TASK OBJECTIVE: Return a copy of every line in the data below that contains "single".

ENTRIES PROVIDED:

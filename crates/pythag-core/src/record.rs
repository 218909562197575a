// Game log ingestion: normalizes raw per-game entries into `GameLogRecord`s.
//
// Raw entries follow the baseball-reference team schedule shape (one row
// per game from one team's perspective). Runs columns arrive as text and
// are coerced here.

use chrono::NaiveDate;
use serde::{Deserialize, Serialize};
use tracing::{debug, warn};

use crate::error::PythagError;

/// Highest in-season game number kept. Rows past the 162-game schedule are
/// upstream artifacts (phantom or duplicated makeup games) and are dropped.
pub const MAX_GAME_NUMBER: u32 = 162;

/// Innings in a regulation game.
const REGULATION_INNINGS: u8 = 9;

/// Largest run value accepted for a single game.
const MAX_GAME_RUNS: u32 = u16::MAX as u32;

// ---------------------------------------------------------------------------
// Raw input
// ---------------------------------------------------------------------------

/// One game-result entry as supplied by the external game-log provider.
///
/// Field names map to the provider's column headers; snake_case aliases are
/// accepted for hand-written fixtures. Every column is kept as text so that a
/// bad value is rejected per record by `normalize_entry` instead of being
/// lost at the CSV layer.
#[derive(Debug, Clone, Default, Deserialize)]
pub struct RawGameEntry {
    #[serde(rename = "Gm#", alias = "game_number")]
    pub game_number: String,
    #[serde(rename = "Date", alias = "date", default)]
    pub date: String,
    #[serde(rename = "Tm", alias = "team")]
    pub team: String,
    #[serde(rename = "Home_Away", alias = "home_away", default)]
    pub home_away: String,
    #[serde(rename = "Opp", alias = "opponent", default)]
    pub opponent: String,
    #[serde(rename = "W/L", alias = "result")]
    pub result: String,
    #[serde(rename = "R", alias = "runs", default)]
    pub runs: String,
    #[serde(rename = "RA", alias = "runs_allowed", default)]
    pub runs_allowed: String,
    #[serde(rename = "Inn", alias = "innings", default)]
    pub innings: String,
    #[serde(rename = "W-L", alias = "record", default)]
    pub record: String,
    #[serde(rename = "GB", alias = "games_behind", default)]
    pub games_behind: String,
    #[serde(rename = "Year", alias = "season")]
    pub season: String,
}

// ---------------------------------------------------------------------------
// Normalized record
// ---------------------------------------------------------------------------

#[derive(Debug, Clone, Copy, PartialEq, Eq, Hash, Serialize, Deserialize)]
pub enum Outcome {
    Win,
    Loss,
}

/// One game from one team's perspective, after normalization.
#[derive(Debug, Clone, PartialEq, Serialize)]
pub struct GameLogRecord {
    pub team: String,
    pub season: u16,
    pub game_number: u32,
    pub runs: u32,
    pub runs_allowed: u32,
    pub outcome: Outcome,
    pub date: Option<NaiveDate>,
    pub home: bool,
    pub opponent: String,
    pub walk_off: bool,
    /// Set only when the game went past regulation.
    pub extra_innings: Option<u8>,
}

impl GameLogRecord {
    /// Run margin from this team's perspective (`runs - runs_allowed`).
    pub fn margin(&self) -> i64 {
        i64::from(self.runs) - i64::from(self.runs_allowed)
    }
}

/// Result of ingesting a batch of raw entries.
#[derive(Debug, Clone, Default)]
pub struct IngestReport {
    /// Normalized records, in input order.
    pub records: Vec<GameLogRecord>,
    /// Entries that failed normalization, keyed by their input index.
    pub rejected: Vec<(usize, PythagError)>,
    /// Entries dropped silently (past the schedule, or not yet played).
    pub filtered: usize,
}

impl IngestReport {
    /// Abort on the first rejected entry instead of skipping it.
    pub fn into_strict(self) -> Result<Vec<GameLogRecord>, PythagError> {
        match self.rejected.into_iter().next() {
            Some((_, err)) => Err(err),
            None => Ok(self.records),
        }
    }
}

// ---------------------------------------------------------------------------
// Normalization
// ---------------------------------------------------------------------------

/// Normalize a single raw entry.
///
/// Returns `Ok(None)` for rows that are filtered silently: game numbers past
/// `max_game_number`, and games with no runs recorded (not yet played).
/// A season or game number that cannot be read is reported as 0 in the
/// resulting `MalformedRecord`.
pub fn normalize_entry(
    raw: &RawGameEntry,
    max_game_number: u32,
) -> Result<Option<GameLogRecord>, PythagError> {
    let team = raw.team.trim();
    let parsed_season = raw.season.trim().parse::<u16>().ok();
    let parsed_game = raw.game_number.trim().parse::<u32>().ok();
    let malformed = |reason: String| PythagError::MalformedRecord {
        team: team.to_string(),
        season: parsed_season.unwrap_or(0),
        game_number: parsed_game.unwrap_or(0),
        reason,
    };

    if team.is_empty() {
        return Err(malformed("missing team identifier".into()));
    }
    let Some(season) = parsed_season else {
        return Err(malformed(format!("season '{}' is not a year", raw.season.trim())));
    };
    let game_number = match parsed_game {
        Some(0) => return Err(malformed("game number must start at 1".into())),
        Some(n) => n,
        None => {
            return Err(malformed(format!(
                "game number '{}' is not a whole number",
                raw.game_number.trim()
            )))
        }
    };
    if game_number > max_game_number {
        debug!(
            "dropping {} {} game {}: past the {}-game schedule",
            team, season, game_number, max_game_number
        );
        return Ok(None);
    }

    let runs = coerce_runs(&raw.runs).map_err(|e| malformed(format!("runs: {e}")))?;
    let runs_allowed =
        coerce_runs(&raw.runs_allowed).map_err(|e| malformed(format!("runs allowed: {e}")))?;
    let (Some(runs), Some(runs_allowed)) = (runs, runs_allowed) else {
        debug!("dropping {} {} game {}: no score recorded", team, season, game_number);
        return Ok(None);
    };

    let result = raw.result.trim();
    let outcome = match result.chars().next() {
        Some('W') => Outcome::Win,
        Some('L') => Outcome::Loss,
        _ => return Err(malformed(format!("unrecognized result marker '{result}'"))),
    };

    Ok(Some(GameLogRecord {
        team: team.to_string(),
        season,
        game_number,
        runs,
        runs_allowed,
        outcome,
        date: parse_game_date(&raw.date, season),
        home: !is_away_marker(&raw.home_away),
        opponent: raw.opponent.trim().to_string(),
        walk_off: result.ends_with("-wo"),
        extra_innings: raw
            .innings
            .trim()
            .parse::<u8>()
            .ok()
            .filter(|&inn| inn > REGULATION_INNINGS),
    }))
}

/// Normalize a batch of raw entries. Rejections are collected, not fatal.
pub fn ingest(entries: &[RawGameEntry], max_game_number: u32) -> IngestReport {
    let mut report = IngestReport::default();
    for (index, raw) in entries.iter().enumerate() {
        match normalize_entry(raw, max_game_number) {
            Ok(Some(record)) => report.records.push(record),
            Ok(None) => report.filtered += 1,
            Err(e) => {
                warn!("rejecting game log entry {}: {}", index, e);
                report.rejected.push((index, e));
            }
        }
    }
    report
}

// ---------------------------------------------------------------------------
// Helpers
// ---------------------------------------------------------------------------

/// Coerce a runs column to a whole number.
///
/// `Ok(None)` means the value is missing. Integral floats ("5.0") are accepted
/// since some exports write every numeric column as float. Values above
/// `MAX_GAME_RUNS` are rejected so season totals cannot overflow.
fn coerce_runs(text: &str) -> Result<Option<u32>, String> {
    let text = text.trim();
    if text.is_empty() || text == "-" || text.eq_ignore_ascii_case("nan") || text == "NA" {
        return Ok(None);
    }
    let value: f64 = text
        .parse()
        .map_err(|_| format!("'{text}' is not numeric"))?;
    if !value.is_finite() || value < 0.0 || value.fract() != 0.0 {
        return Err(format!("'{text}' is not a valid run total"));
    }
    if value > f64::from(MAX_GAME_RUNS) {
        return Err(format!("'{text}' is not a plausible single-game run total"));
    }
    Ok(Some(value as u32))
}

fn is_away_marker(text: &str) -> bool {
    let text = text.trim();
    text == "@" || text.eq_ignore_ascii_case("away")
}

/// Parse the provider's date column.
///
/// Accepts ISO dates and the schedule form "Sunday, Apr 3" (optionally with a
/// doubleheader suffix such as " (1)"), which omits the year.
fn parse_game_date(text: &str, season: u16) -> Option<NaiveDate> {
    let text = text.trim();
    if text.is_empty() {
        return None;
    }
    if let Ok(date) = NaiveDate::parse_from_str(text, "%Y-%m-%d") {
        return Some(date);
    }
    let day = text.split_once(", ").map_or(text, |(_, rest)| rest);
    let day = day.split(" (").next().unwrap_or(day).trim();
    NaiveDate::parse_from_str(&format!("{day} {season}"), "%b %d %Y").ok()
}
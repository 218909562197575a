// Pythagorean exponent fit entry point.
//
// Startup sequence:
// 1. Initialize tracing (log to file)
// 2. Load config
// 3. Load game logs
// 4. Run the pipeline (ingest, aggregate, fit, predict, one-run breakdown)
// 5. Export tables and print the headline numbers

use std::path::Path;

use anyhow::{bail, Context};
use pythag::pipeline::FitStatus;
use pythag::{config, export, game_logs, pipeline};
use tracing::info;

fn main() -> anyhow::Result<()> {
    init_tracing()?;
    info!("pythag starting up");

    let config = config::load_config().context("failed to load configuration")?;
    info!(
        "Config loaded: {} game log file(s), team {}, max game {}",
        config.data.game_logs.len(),
        config.analysis.team,
        config.fit.max_game_number
    );

    let base_dir = std::env::current_dir()?;
    let entries = game_logs::load_all(&base_dir, &config.data.game_logs)
        .context("failed to load game logs")?;

    let report = pipeline::run(&entries, &config);

    let out_dir = base_dir.join(&config.output.dir);
    export::write_report(&out_dir, &report).context("failed to export results")?;

    println!(
        "games: {} accepted, {} rejected, {} filtered; {} team-seasons",
        report.ingest.accepted,
        report.ingest.rejected,
        report.ingest.filtered,
        report.summaries.len()
    );

    for row in &report.one_run {
        println!("{} {} one-run record: {}", row.team, row.season, row.record);
    }

    match &report.fit {
        FitStatus::Fitted { model, predictions } => {
            println!(
                "fitted exponent k = {:.3} over {} team-seasons (R^2 {:.3})",
                model.exponent, model.diagnostics.rows_used, model.diagnostics.r_squared
            );
            println!(
                "mean absolute error: {:.2} wins (k = 2: {:.2})",
                model.mean_abs_error, model.diagnostics.classic_mean_abs_error
            );
            for p in report.team_predictions() {
                println!(
                    "{} {}: estimated {} ({:.3}), actual {}, residual {:+}",
                    p.team, p.season, p.estimated_wins, p.estimated_win_pct, p.actual_wins, p.residual
                );
            }
            if !predictions.failures.is_empty() {
                println!("{} team-season(s) could not be predicted", predictions.failures.len());
            }
        }
        FitStatus::Failed { reason } => {
            println!("fit failed: {reason}");
            bail!("exponent fit failed: {reason}");
        }
    }

    info!("results written to {}", out_dir.display());
    Ok(())
}

/// Initialize tracing to log to `logs/pythag.log`; stdout carries the results.
fn init_tracing() -> anyhow::Result<()> {
    use tracing_subscriber::fmt;
    use tracing_subscriber::EnvFilter;

    let log_dir = Path::new("logs");
    std::fs::create_dir_all(log_dir)?;

    let log_file = std::fs::File::create(log_dir.join("pythag.log"))?;

    let subscriber = fmt::Subscriber::builder()
        .with_env_filter(
            EnvFilter::try_from_default_env()
                .unwrap_or_else(|_| EnvFilter::new("pythag=info,pythag_core=info,warn")),
        )
        .with_writer(log_file)
        .with_ansi(false)
        .with_target(true)
        .with_line_number(true)
        .finish();

    tracing::subscriber::set_global_default(subscriber)
        .context("failed to set tracing subscriber")?;

    Ok(())
}
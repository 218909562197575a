// Error kinds shared by the ingest, fit, and prediction stages.

use thiserror::Error;

#[derive(Debug, Clone, PartialEq, Error)]
pub enum PythagError {
    /// A single game entry could not be normalized. Recoverable per record.
    #[error("malformed record (game {game_number} of {team} {season}): {reason}")]
    MalformedRecord {
        team: String,
        season: u16,
        game_number: u32,
        reason: String,
    },

    /// The regression cannot be solved. Fatal to the whole fit.
    #[error("insufficient data for exponent fit ({valid_rows} valid rows): {reason}")]
    InsufficientData { valid_rows: usize, reason: String },

    /// Both runs and runs allowed are zero. Fatal to one prediction only.
    #[error("undefined prediction for {team} {season}: no runs scored or allowed")]
    UndefinedPrediction { team: String, season: u16 },
}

TASK RESPONSE:
/// Largest run value accepted for a single game.
/// Normalize a single raw entry.
        return Err(format!("'{text}' is not a plausible single-game run total"));
    /// A single game entry could not be normalized. Recoverable per record.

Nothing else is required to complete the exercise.